Tre Smith

Profile
- Position: Running back

Personal information
- Born: April 4, 1984 (age 42) Elkins, West Virginia
- Listed height: 5 ft 9 in (1.75 m)
- Listed weight: 193 lb (88 kg)

Career information
- College: Auburn

Career history
- Team Alabama (2008); Hamilton Tiger-Cats (2008–2009);

= Tre Smith (running back) =

American gridiron football player (born 1984)

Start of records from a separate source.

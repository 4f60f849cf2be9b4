use anyhow::{Context, Result};
use clap::Parser;
use rollcall::clock::SystemClock;
use rollcall::config::{AppConfig, ConfigLoader, StoreBackend};
use rollcall::observability::{PollMetrics, init_tracing};
use rollcall::scanner::create_scanner;
use rollcall::services::PollLoop;
use rollcall::storage::StorageFactory;
use std::path::PathBuf;
use std::sync::Arc;
use tokio::signal;
use tokio_util::sync::CancellationToken;
use tracing::{error, info, warn};

#[derive(Parser, Debug)]
#[command(name = "rollcall", author, version, about = "Bluetooth proximity class attendance", long_about = None)]
struct Cli {
    /// Config file path (defaults to ./rollcall.yaml)
    #[arg(short, long, value_name = "FILE")]
    config: Option<PathBuf>,

    /// Run a single poll cycle and exit
    #[arg(long)]
    once: bool,

    /// Use the in-process store instead of the remote database
    #[arg(long)]
    dry_run: bool,
}

fn load_config(cli: &Cli) -> Result<AppConfig> {
    let mut config = match &cli.config {
        Some(path) => ConfigLoader::load_from(path)
            .with_context(|| format!("failed to load config from {}", path.display()))?,
        None => ConfigLoader::load().context("failed to load config")?,
    };

    if cli.dry_run {
        config.store.backend = StoreBackend::Memory;
    }

    ConfigLoader::validate(&config).context("invalid configuration")?;
    Ok(config)
}

#[tokio::main]
async fn main() -> Result<()> {
    let cli = Cli::parse();
    let config = load_config(&cli)?;

    let _guard = init_tracing(&config.logging).context("failed to initialise logging")?;

    info!(
        app = %config.app_name,
        environment = %config.environment,
        store = ?config.store.backend,
        scanner = ?config.scanner.backend,
        "Starting rollcall..."
    );

    let store = StorageFactory::create(&config.store).context("failed to create store")?;
    if let Err(e) = StorageFactory::health_check(store.as_ref()).await {
        warn!(error = %e, "Store health check failed, continuing");
    }

    let scanner = create_scanner(&config.scanner);
    let mut poll = PollLoop::new(scanner, Arc::new(SystemClock), store, config.poll.clone());

    if config.metrics.enabled {
        let metrics = PollMetrics::new().context("failed to register metrics")?;
        poll = poll.with_metrics(metrics, config.metrics.textfile_path.clone());
    }

    if cli.once {
        let report = poll.run_cycle().await;
        info!(
            cycle = %report.cycle_id,
            detected = report.detected,
            marks = report.marks.len(),
            failed = report.failed_steps.len(),
            "Single cycle finished"
        );
        return Ok(());
    }

    let cancel = CancellationToken::new();
    let handle = tokio::spawn(poll.run(cancel.clone()));

    shutdown_signal().await;
    cancel.cancel();

    handle.await.context("poll loop task failed to join")?;
    info!("Shutdown complete");
    Ok(())
}

async fn shutdown_signal() {
    let ctrl_c = async {
        if let Err(e) = signal::ctrl_c().await {
            error!(error = %e, "Failed to install Ctrl+C handler");
            std::future::pending::<()>().await;
        }
    };

    #[cfg(unix)]
    let terminate = async {
        match signal::unix::signal(signal::unix::SignalKind::terminate()) {
            Ok(mut sigterm) => {
                sigterm.recv().await;
            }
            Err(e) => {
                error!(error = %e, "Failed to install SIGTERM handler");
                std::future::pending::<()>().await;
            }
        }
    };

    #[cfg(not(unix))]
    let terminate = std::future::pending::<()>();

    tokio::select! {
        _ = ctrl_c => info!("Received Ctrl+C, shutting down..."),
        _ = terminate => info!("Received SIGTERM, shutting down..."),
    }
}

Lyle C. "Tre" Smith III (born April 4, 1984) is an American former football running back.

==High school==
A heavily lauded running back at Venice High School, Smith earned two All-Florida selections, All-American honors from multiple publications (Tom Lemming’s Prep Football Report, SuperPrep Magazine), and won the Florida Class 5A Player of the Year award his junior season after leading Venice High School to a Florida Class 5A state championship. Rushed for 1,776 yards on 180 carries his senior season with 20 touchdowns. Posted 1,886 yards and 34 touchdowns his junior year. His 4,850 career rushing yards broke the school record, in addition to the single-game rushing record (which he topped with 336 yards) and time in the 100m. He was also a National Honor Society member.

==College==
Smith opted for Auburn University after University of Florida head coach Steve Spurrier left the NCAA to coach the NFL’s Washington Redskins and Ron Zook took over at Florida.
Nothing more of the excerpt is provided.